In a 50 year acting career highlighted by four Frankenstein films, he found time to make an impact in horror radio & TV productions. He is still heard today as the narrator of the annual TV cartoon favorite, How the Grinch Stole Christmas.
He died at age 81 Feb 2, 1969 from emphysema.
For his contribution to film and television, Boris Karloff was awarded two stars on the Hollywood Walk of Fame, at 1737 Vine Street for motion pictures, and 6664 Hollywood Boulevard for television.
➦In 1889…In San Francisco, the Palais Royal Hotel installed the first coin-operated machine that, by about 1940, was known as a "jukebox." Juke, at the time, was a slang word for a a disorderly house, or house of ill repute. The unit contained an Edison tinfoil phonograph with four listening tubes. There was a coin slot for each tube. 5 cents bought a few minutes of music. The contraption took in $1,000 in six months!
John Dehner |
➦In 1915...actor John Dehner was born in Staten Island NY. After starting as a Disney animator & radio deejay, he started playing heavies in films & on radio shows such as Gunsmoke, Suspense, Escape and Yours Truly Johnny Dollar. He starred in The Hermit’s Cave and Frontier Gentleman on radio, and was Palladin in CBS Radio’s Have Gun Will Travel. TV series credits include Young Maverick, How the West was Won, Temperatures Rising, the Doris Day Show & the Don Knotts Show.
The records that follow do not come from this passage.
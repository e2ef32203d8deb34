use xxhash_rust::xxh3::Xxh3;

use crate::{
    eval::frame::{Channels, ElementFrame, ElementPhase, Frame},
    foundation::core::Vec2,
    scene::{config::ElementKind, stage::SceneStage},
};

const XXH3_SEED: u64 = 0x6e69_6768_7473_6372;

/// Stable 128-bit fingerprint of a frame's resolved values.
#[derive(Clone, Copy, Debug, PartialEq, Eq, Hash, serde::Serialize)]
pub struct FrameFingerprint {
    /// High 64 bits.
    pub hi: u64,
    /// Low 64 bits.
    pub lo: u64,
}

impl std::fmt::Display for FrameFingerprint {
    fn fmt(&self, f: &mut std::fmt::Formatter<'_>) -> std::fmt::Result {
        write!(f, "{:016x}{:016x}", self.hi, self.lo)
    }
}

/// Hash every value a renderer would read, bit for bit.
///
/// The session clock is hashed too, so two frames only match when they were sampled at the same
/// progress and time.
pub fn fingerprint_frame(frame: &Frame) -> FrameFingerprint {
    let mut h = StableHasher::new();
    h.write_f64(frame.progress.get());
    h.write_f64(frame.elapsed_secs);
    h.write_u8(stage_tag(frame.stage));
    h.write_u32(frame.elements.len() as u32);
    for el in &frame.elements {
        write_element(&mut h, el);
    }
    h.finish()
}

struct StableHasher {
    inner: Xxh3,
}

impl StableHasher {
    fn new() -> Self {
        Self {
            inner: Xxh3::with_seed(XXH3_SEED),
        }
    }

    fn write_bytes(&mut self, b: &[u8]) {
        self.inner.update(b);
    }

    fn write_u8(&mut self, v: u8) {
        self.write_bytes(&[v]);
    }

    fn write_u32(&mut self, v: u32) {
        self.write_bytes(&v.to_le_bytes());
    }

    fn write_i32(&mut self, v: i32) {
        self.write_bytes(&v.to_le_bytes());
    }

    fn write_u64(&mut self, v: u64) {
        self.write_bytes(&v.to_le_bytes());
    }

    fn write_f64(&mut self, v: f64) {
        self.write_u64(v.to_bits());
    }

    fn write_vec2(&mut self, v: Vec2) {
        self.write_f64(v.x);
        self.write_f64(v.y);
    }

    fn finish(self) -> FrameFingerprint {
        let v = self.inner.digest128();
        FrameFingerprint {
            hi: (v >> 64) as u64,
            lo: v as u64,
        }
    }
}

fn write_element(h: &mut StableHasher, el: &ElementFrame) {
    h.write_u64(el.id.0 as u64);
    h.write_u8(kind_tag(el.kind));
    h.write_i32(el.z);
    h.write_u8(match el.phase {
        ElementPhase::Pending => 0,
        ElementPhase::Entering => 1,
        ElementPhase::Settled => 2,
        ElementPhase::Ambient => 3,
    });
    h.write_vec2(el.anchor);
    h.write_vec2(el.offset);
    h.write_f64(el.parallax);
    h.write_vec2(el.drift);
    h.write_f64(el.opacity);
    h.write_f64(el.scale);

    match el.channels {
        Channels::Arrow(c) => {
            for v in [c.shaft, c.head_left, c.head_right, c.exit] {
                h.write_f64(v);
            }
        }
        Channels::Star(c) => {
            for v in [c.opacity, c.scale, c.rise, c.parallax] {
                h.write_f64(v);
            }
        }
        Channels::Moon(c) => {
            for v in [c.stroke_opacity, c.rise, c.parallax] {
                h.write_f64(v);
            }
        }
        Channels::Cloud(c) => {
            for v in [c.stroke_opacity, c.slide, c.parallax] {
                h.write_f64(v);
            }
        }
    }
}

fn kind_tag(kind: ElementKind) -> u8 {
    match kind {
        ElementKind::Arrow => 0,
        ElementKind::Star => 1,
        ElementKind::Moon => 2,
        ElementKind::Cloud => 3,
    }
}

fn stage_tag(stage: SceneStage) -> u8 {
    match stage {
        SceneStage::Prelude => 0,
        SceneStage::FirstWave => 1,
        SceneStage::SecondWave => 2,
        SceneStage::Rest => 3,
    }
}

#[cfg(test)]
#[path = "../../tests/unit/eval/fingerprint.rs"]
mod tests;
He died of emphysema & diabetes Feb 4 1992 at age 76.
➦In 1938…Bob Hope recorded his future theme song with actress Shirley Ross. "Thanks For The Memory," debuted during the movie "The Big Broadcast of 1938." And in 1996, Hope set a record for the longest continuous contract in the history of Radio-TV when his last TV special aired. Hope had been with NBC for 60 years.
Hope's career in broadcasting began on radio in 1934. His first regular series for NBC Radio was the Woodbury Soap Hour in 1937, on a 26-week contract. A year later, The Pepsodent Show Starring Bob Hope began, and Hope signed a ten-year contract with the show's sponsor, Lever Brothers. He hired eight writers and paid them out of his salary of $2,500 a week. The original staff included Mel Shavelson, Norman Panama, Jack Rose, Sherwood Schwartz, and Schwartz's brother Al. The writing staff eventually grew to fifteen.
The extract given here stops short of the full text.